Brian Rolapp, only five months into his role as CEO of PGA Tour Enterprises, faced what he called a ''unique situation." Koepka wanted to return after four years on LIV Golf, where he pulled in more than $41.6 million in earnings — more than he made in nine seasons on the PGA Tour — to go along with a signing bonus Koepka had said was nine figures. Count the commas.
That led to emergency meetings, phone calls with key voices on tour, board approval of a path that let Koepka back in and finally a face-to-face meeting with the former captain of Smash GC.
All of that was necessary. But the answer could be found last August when Rolapp was 18 days into his new job and introduced buzzwords like ''scarcity'' and ''simplicity'' while discussing his plans for significant — not incremental — change on the PGA Tour.
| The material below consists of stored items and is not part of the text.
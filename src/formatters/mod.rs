//! One formatter per destination family, behind a single contract.

use crate::record::{is_pseudonymized, truncate, LogRecord};
use once_cell::sync::Lazy;
use regex::Regex;
use serde_json::{Map, Value};

pub mod bugsnag;
pub mod datadog;
pub mod elastic;
pub mod fluentd;
pub mod ganalytics;
pub mod html;
pub mod loki;
pub mod newrelic;
pub mod plain;
pub mod raygun;
pub mod sematext;
pub mod stackdriver;

/// Trait for turning records into a destination's wire shape.
///
/// Formatters are total over their input: missing or malformed
/// optional fields degrade to documented defaults, never errors.
pub trait RecordFormatter {
    fn format(&self, record: &LogRecord) -> Value;

    /// Batch output, per-record results in input order. The default is
    /// a JSON array; line-oriented destinations override this with
    /// newline-delimited concatenation.
    fn format_batch(&self, records: &[LogRecord]) -> Value {
        Value::Array(records.iter().map(|r| self.format(r)).collect())
    }
}

/// Field caps documented by the destinations that enforce them.
pub(crate) const MESSAGE_MAX: usize = 1000;
pub(crate) const URL_MAX: usize = 2083;
pub(crate) const REFERRER_MAX: usize = 250;
pub(crate) const USERNAME_MAX: usize = 250;

/// Injection point some formatters splice a label or code into.
pub(crate) const SEVERITY_MARK: char = '¶';

/// Presence-gated object builder: only populated fields and non-empty
/// sub-objects ever reach the output, replacing per-field existence
/// checks with one mechanical rule.
pub(crate) struct Obj(Map<String, Value>);

impl Obj {
    pub(crate) fn new() -> Self {
        Obj(Map::new())
    }

    pub(crate) fn from_map(map: Map<String, Value>) -> Self {
        Obj(map)
    }

    pub(crate) fn put(mut self, key: &str, value: impl Into<Value>) -> Self {
        self.0.insert(key.to_string(), value.into());
        self
    }

    pub(crate) fn put_opt(self, key: &str, value: Option<impl Into<Value>>) -> Self {
        match value {
            Some(v) => self.put(key, v),
            None => self,
        }
    }

    /// Attach a sub-object only when it has at least one field.
    pub(crate) fn put_if(self, key: &str, obj: Obj) -> Self {
        if obj.0.is_empty() {
            self
        } else {
            self.put(key, Value::Object(obj.0))
        }
    }

    pub(crate) fn build(self) -> Value {
        Value::Object(self.0)
    }
}

static TOKEN_RE: Lazy<Regex> = Lazy::new(|| Regex::new(r"[^A-Za-z0-9_ .\-]").unwrap());

/// Strip a component/class name down to a token safe for error-class
/// and exception-description fields.
pub(crate) fn sanitize_token(name: &str) -> String {
    TOKEN_RE.replace_all(name, "").trim().to_string()
}

/// Synthetic stack-frame method from the record's origin fields:
/// `Class::function`, `<function>` without a class, the bare class
/// without a function, or "unknown".
pub(crate) fn origin_method(record: &LogRecord) -> String {
    match (record.extra_str("class"), record.extra_str("function")) {
        (Some(class), Some(function)) => format!("{}::{}", class, function),
        (None, Some(function)) => format!("<{}>", function),
        (Some(class), None) => class.to_string(),
        (None, None) => "unknown".to_string(),
    }
}

/// User identity tri-state shared by the Raygun and HTML formatters.
#[derive(Debug, PartialEq)]
pub(crate) enum UserState {
    Anonymous,
    Pseudonymized,
    Resolved {
        id: Option<String>,
        name: Option<String>,
    },
    Absent,
}

pub(crate) fn user_state(record: &LogRecord) -> UserState {
    let userid = record.extra_str("userid");
    let username = record.extra_str("username");
    match (userid, username) {
        (None, None) => UserState::Absent,
        (_, Some("anonymous")) => UserState::Anonymous,
        (Some(id), _) if is_pseudonymized(id) => UserState::Pseudonymized,
        (_, Some(name)) if is_pseudonymized(name) => UserState::Pseudonymized,
        (id, name) => UserState::Resolved {
            id: id.map(str::to_string),
            name: name.map(str::to_string),
        },
    }
}

/// Copy of the extra map with the shared field rules applied: the HTTP
/// verb gate, pseudonymized-identifier masking, and the per-field caps.
/// Formatters that embed or flatten the map wholesale go through here
/// so raw values never ride past the rules.
pub(crate) fn sanitized_extra(record: &LogRecord) -> Map<String, Value> {
    let mut extra = record.extra.clone();

    match record.http_method() {
        Some(verb) => {
            extra.insert("http_method".to_string(), Value::from(verb));
        }
        None => {
            extra.remove("http_method");
        }
    }

    for key in ["userid", "username", "usersession", "ip"] {
        let masked = matches!(extra.get(key), Some(Value::String(s)) if is_pseudonymized(s));
        if masked {
            extra.insert(key.to_string(), Value::from("obfuscated"));
        }
    }

    for (key, max) in [
        ("url", URL_MAX),
        ("referrer", REFERRER_MAX),
        ("username", USERNAME_MAX),
    ] {
        let capped = match extra.get(key) {
            Some(Value::String(s)) if s.chars().count() > max => Some(truncate(s, max)),
            _ => None,
        };
        if let Some(capped) = capped {
            extra.insert(key.to_string(), Value::from(capped));
        }
    }

    extra
}

/// Newline-delimited batch framing for the line-oriented destinations:
/// concatenation of per-record JSON lines, not a JSON array.
pub(crate) fn json_lines(formatter: &dyn RecordFormatter, records: &[LogRecord]) -> Value {
    let lines: Vec<String> = records.iter().map(|r| formatter.format(r).to_string()).collect();
    Value::String(lines.join("\n"))
}
//! Sematext Logsene shape: flat documents (no ECS nesting), sharing
//! the promote-and-remove rule for `traceID` and `usersession`.

use crate::config::FormatterConfig;
use crate::formatters::elastic::take_str;
use crate::formatters::{sanitized_extra, Obj, RecordFormatter};
use crate::record::LogRecord;
use serde_json::Value;

pub struct SematextFormatter {
    index: String,
}

impl SematextFormatter {
    pub fn new(config: &FormatterConfig) -> Self {
        SematextFormatter {
            index: config.index.clone(),
        }
    }
}

impl RecordFormatter for SematextFormatter {
    fn format(&self, record: &LogRecord) -> Value {
        let mut context = record.context.clone();
        let mut extra = sanitized_extra(record);

        let trace_id = take_str(&mut context, "traceID");
        let session = take_str(&mut extra, "usersession");

        let mut doc = Obj::new()
            .put("_index", self.index.as_str())
            .put("_type", "_doc")
            .put(
                "@timestamp",
                record
                    .timestamp
                    .to_rfc3339_opts(chrono::SecondsFormat::Micros, true),
            )
            .put("severity", record.level.name())
            .put("channel", record.channel_label())
            .put("message", record.message.as_str())
            .put_opt("traceID", trace_id)
            .put_opt("usersession", session);

        // Residual fields ride flat on the document; on a key collision
        // the extra value wins (insertion order is context then extra).
        for (key, value) in context.into_iter().chain(extra) {
            doc = doc.put(&key, value);
        }
        doc.build()
    }
}

#[cfg(test)]
mod tests {
    use super::*;
    use crate::level::Level;

    fn formatter() -> SematextFormatter {
        SematextFormatter::new(&FormatterConfig::default())
    }

    #[test]
    fn test_promote_and_remove() {
        let record = LogRecord::new(Level::Alert, "php", "fatal")
            .with_context("traceID", "abc")
            .with_extra("usersession", "s-1")
            .with_extra("file", "index.php");
        let out = formatter().format(&record);
        assert_eq!(out["traceID"], "abc");
        assert_eq!(out["usersession"], "s-1");
        assert_eq!(out["severity"], "Alert");
        assert_eq!(out["channel"], "PHP");
        // Residuals flat, promoted fields not duplicated anywhere.
        assert_eq!(out["file"], "index.php");
        assert!(out.get("context").is_none());
        assert!(out.get("extra").is_none());
    }

    #[test]
    fn test_routing_from_construction() {
        let config = FormatterConfig {
            index: "wp-prod".to_string(),
            ..FormatterConfig::default()
        };
        let out = SematextFormatter::new(&config).format(&LogRecord::new(
            Level::Info,
            "core",
            "m",
        ));
        assert_eq!(out["_index"], "wp-prod");
        assert_eq!(out["_type"], "_doc");
    }
}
He was asked about the priority of getting the best players together, even as the tour's negotiations with Saudi Arabia as an investor had become too broken for even President Donald Trump to fix.
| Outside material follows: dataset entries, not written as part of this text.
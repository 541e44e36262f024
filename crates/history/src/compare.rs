// Copyright 2025 Bench History Contributors
// SPDX-License-Identifier: Apache-2.0

//! Regression detection between two runs of a suite.
//!
//! Benches are matched by name. Whether a larger value is good or bad is
//! derived from the unit: time units are smaller-is-better, everything
//! else (throughput, ops/sec, ...) is bigger-is-better.
//!
//! # Example
//!
//! ```no_run
//! use bench_history::{io, DEFAULT_ALERT_THRESHOLD};
//!
//! let dataset = io::read_dataset("dev/bench/data.js")?;
//! if let Some(cmp) = dataset.compare_latest("my suite", DEFAULT_ALERT_THRESHOLD)? {
//!     for bench in cmp.regressions() {
//!         println!("{} got slower: {:?}", bench.name, bench.ratio);
//!     }
//! }
//! # Ok::<(), bench_history::HistoryError>(())
//! ```

use crate::error::{HistoryError, Result};
use crate::model::{Dataset, Entry};
use serde::Serialize;

/// Ratio past which a bench counts as regressed (200%).
pub const DEFAULT_ALERT_THRESHOLD: f64 = 2.0;

const TIME_UNITS: &[&str] = &["sec", "s", "ms", "us", "µs", "ns", "ns/iter"];

/// Which way a metric improves.
#[derive(Debug, Clone, Copy, PartialEq, Eq, Serialize)]
#[serde(rename_all = "snake_case")]
pub enum Direction {
    SmallerIsBetter,
    BiggerIsBetter,
}

impl Direction {
    /// Derive the direction from a bench unit.
    pub fn for_unit(unit: &str) -> Self {
        let unit = unit.trim();
        if TIME_UNITS.iter().any(|u| unit.eq_ignore_ascii_case(u)) {
            Direction::SmallerIsBetter
        } else {
            Direction::BiggerIsBetter
        }
    }
}

/// Comparison of one bench across two runs.
#[derive(Debug, Clone, PartialEq, Serialize)]
pub struct BenchComparison {
    pub name: String,
    pub unit: String,
    pub previous: f64,
    pub current: f64,
    pub direction: Direction,
    /// Worse value over better value; above 1.0 means the bench got worse.
    /// `None` when the divisor is zero.
    pub ratio: Option<f64>,
    pub regressed: bool,
}

/// Comparison of two runs of the same suite.
#[derive(Debug, Clone, PartialEq, Serialize)]
pub struct Comparison {
    pub previous_commit: String,
    pub current_commit: String,
    pub threshold: f64,
    pub benches: Vec<BenchComparison>,
}

impl Comparison {
    /// Benches whose ratio exceeds the threshold.
    pub fn regressions(&self) -> impl Iterator<Item = &BenchComparison> {
        self.benches.iter().filter(|b| b.regressed)
    }

    /// Whether any bench regressed.
    pub fn has_regression(&self) -> bool {
        self.benches.iter().any(|b| b.regressed)
    }
}

/// Compare `current` against `previous`. Benches missing from `previous`
/// are skipped.
pub fn compare(previous: &Entry, current: &Entry, threshold: f64) -> Comparison {
    let benches = current
        .benches
        .iter()
        .filter_map(|bench| {
            let prev = previous.bench(&bench.name)?;
            let direction = Direction::for_unit(&bench.unit);
            let (worse, better) = match direction {
                Direction::SmallerIsBetter => (bench.value, prev.value),
                Direction::BiggerIsBetter => (prev.value, bench.value),
            };
            let ratio = (better != 0.0).then(|| worse / better);
            Some(BenchComparison {
                name: bench.name.clone(),
                unit: bench.unit.clone(),
                previous: prev.value,
                current: bench.value,
                direction,
                ratio,
                regressed: ratio.map_or(false, |r| r > threshold),
            })
        })
        .collect();

    Comparison {
        previous_commit: previous.commit.id.clone(),
        current_commit: current.commit.id.clone(),
        threshold,
        benches,
    }
}

impl Dataset {
    /// Compare the last two runs of a suite. `Ok(None)` when the suite has
    /// fewer than two runs.
    pub fn compare_latest(&self, suite: &str, threshold: f64) -> Result<Option<Comparison>> {
        let runs = self
            .suite(suite)
            .ok_or_else(|| HistoryError::UnknownSuite(suite.to_string()))?;
        Ok(match runs {
            [.., previous, current] => Some(compare(previous, current, threshold)),
            _ => None,
        })
    }
}
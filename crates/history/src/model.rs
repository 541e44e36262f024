// Copyright 2025 Bench History Contributors
// SPDX-License-Identifier: Apache-2.0

//! Benchmark history data model.
//!
//! The shape mirrors the dashboard data file field for field, so that a
//! load followed by a save reproduces the same document. Field declaration
//! order is the serialization order.

use chrono::{DateTime, FixedOffset, TimeZone, Utc};
use indexmap::IndexMap;
use serde::{Deserialize, Serialize};
use tracing::debug;

/// The whole history: every suite and its chronological runs.
#[derive(Debug, Clone, PartialEq, Serialize, Deserialize)]
#[serde(rename_all = "camelCase")]
pub struct Dataset {
    /// Epoch milliseconds of the last write.
    pub last_update: u64,
    /// Repository the benchmarks were collected from.
    pub repo_url: String,
    /// Suite name to runs, oldest first.
    pub entries: IndexMap<String, Vec<Entry>>,
}

/// One benchmark run tied to a commit.
#[derive(Debug, Clone, PartialEq, Serialize, Deserialize)]
pub struct Entry {
    pub commit: Commit,
    /// Epoch milliseconds when the run was recorded.
    pub date: u64,
    /// Tool that produced the measurements, e.g. `pytest`.
    pub tool: String,
    pub benches: Vec<Bench>,
}

/// Commit metadata as reported by the hosting service's push payload.
#[derive(Debug, Clone, PartialEq, Eq, Serialize, Deserialize)]
pub struct Commit {
    pub author: CommitUser,
    pub committer: CommitUser,
    pub distinct: bool,
    pub id: String,
    pub message: String,
    /// ISO-8601 timestamp, kept verbatim.
    pub timestamp: String,
    pub tree_id: String,
    pub url: String,
}

#[derive(Debug, Clone, PartialEq, Eq, Serialize, Deserialize)]
pub struct CommitUser {
    pub email: String,
    pub name: String,
    pub username: String,
}

/// One measured metric.
#[derive(Debug, Clone, PartialEq, Serialize, Deserialize)]
pub struct Bench {
    pub name: String,
    pub value: f64,
    pub unit: String,
    /// Free-form spread annotation, e.g. `stddev: 1.01`.
    pub range: String,
    /// Free-form annotation.
    pub extra: String,
}

impl Bench {
    /// Create a bench with empty annotations.
    pub fn new(name: impl Into<String>, value: f64, unit: impl Into<String>) -> Self {
        Self {
            name: name.into(),
            value,
            unit: unit.into(),
            range: String::new(),
            extra: String::new(),
        }
    }

    /// Set the range annotation.
    pub fn with_range(mut self, range: impl Into<String>) -> Self {
        self.range = range.into();
        self
    }

    /// Set the extra annotation.
    pub fn with_extra(mut self, extra: impl Into<String>) -> Self {
        self.extra = extra.into();
        self
    }
}

impl Commit {
    /// Parse the commit timestamp, if it is valid RFC 3339.
    pub fn parsed_timestamp(&self) -> Option<DateTime<FixedOffset>> {
        DateTime::parse_from_rfc3339(&self.timestamp).ok()
    }

    /// First seven characters of the commit id.
    pub fn short_id(&self) -> &str {
        short_commit_id(&self.id)
    }
}

impl Entry {
    /// Create a new entry.
    pub fn new(commit: Commit, date: u64, tool: impl Into<String>, benches: Vec<Bench>) -> Self {
        Self {
            commit,
            date,
            tool: tool.into(),
            benches,
        }
    }

    /// Run date as a UTC timestamp.
    pub fn recorded_at(&self) -> Option<DateTime<Utc>> {
        millis_to_utc(self.date)
    }

    /// Look up a bench by name.
    pub fn bench(&self, name: &str) -> Option<&Bench> {
        self.benches.iter().find(|b| b.name == name)
    }
}

impl Dataset {
    /// Create an empty dataset for a repository.
    pub fn new(repo_url: impl Into<String>) -> Self {
        Self {
            last_update: 0,
            repo_url: repo_url.into(),
            entries: IndexMap::new(),
        }
    }

    /// Runs recorded for a suite, oldest first.
    pub fn suite(&self, name: &str) -> Option<&[Entry]> {
        self.entries.get(name).map(Vec::as_slice)
    }

    /// Suite names in file order.
    pub fn suite_names(&self) -> impl Iterator<Item = &str> {
        self.entries.keys().map(String::as_str)
    }

    /// Most recent run of a suite.
    pub fn latest(&self, suite: &str) -> Option<&Entry> {
        self.entries.get(suite).and_then(|runs| runs.last())
    }

    /// Total number of runs across all suites.
    pub fn run_count(&self) -> usize {
        self.entries.values().map(Vec::len).sum()
    }

    /// Append a run to a suite in place, creating the suite if absent.
    pub fn push(&mut self, suite: impl Into<String>, entry: Entry) {
        let suite = suite.into();
        debug!(suite = %suite, commit = %entry.commit.id, date = entry.date, "appending entry");
        self.entries.entry(suite).or_default().push(entry);
    }

    /// Record the time of the latest write.
    pub fn touch(&mut self, epoch_ms: u64) {
        self.last_update = epoch_ms;
    }
}

/// Return a new dataset with `entry` appended to `suite`.
///
/// Existing runs are left untouched and keep their order. Appending the
/// same entry twice records it twice.
pub fn append(dataset: &Dataset, suite: &str, entry: Entry) -> Dataset {
    let mut next = dataset.clone();
    next.push(suite, entry);
    next
}

/// First seven characters of a commit id.
pub fn short_commit_id(id: &str) -> &str {
    match id.char_indices().nth(7) {
        Some((idx, _)) => &id[..idx],
        None => id,
    }
}

/// Epoch milliseconds as a UTC timestamp; `None` when out of range.
pub fn millis_to_utc(ms: u64) -> Option<DateTime<Utc>> {
    i64::try_from(ms)
        .ok()
        .and_then(|ms| Utc.timestamp_millis_opt(ms).single())
}

/// Current wall-clock time in epoch milliseconds.
pub fn now_millis() -> u64 {
    u64::try_from(Utc::now().timestamp_millis()).unwrap_or_default()
}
''To the extent we can do anything that's going to further strengthen the PGA Tour, we'll do that,'' Rolapp said that day. ''And I'm interested in exploring whatever strengthens the PGA Tour.''
Whether the return of Koepka achieves that depends on how he plays.
His performance also will determine whether the punishment fits the crime of his defection to Saudi-funded LIV Golf in 2022. By the tour's math — based largely on Koepka not getting equity in the tour for five years — it could be as much as $85 million.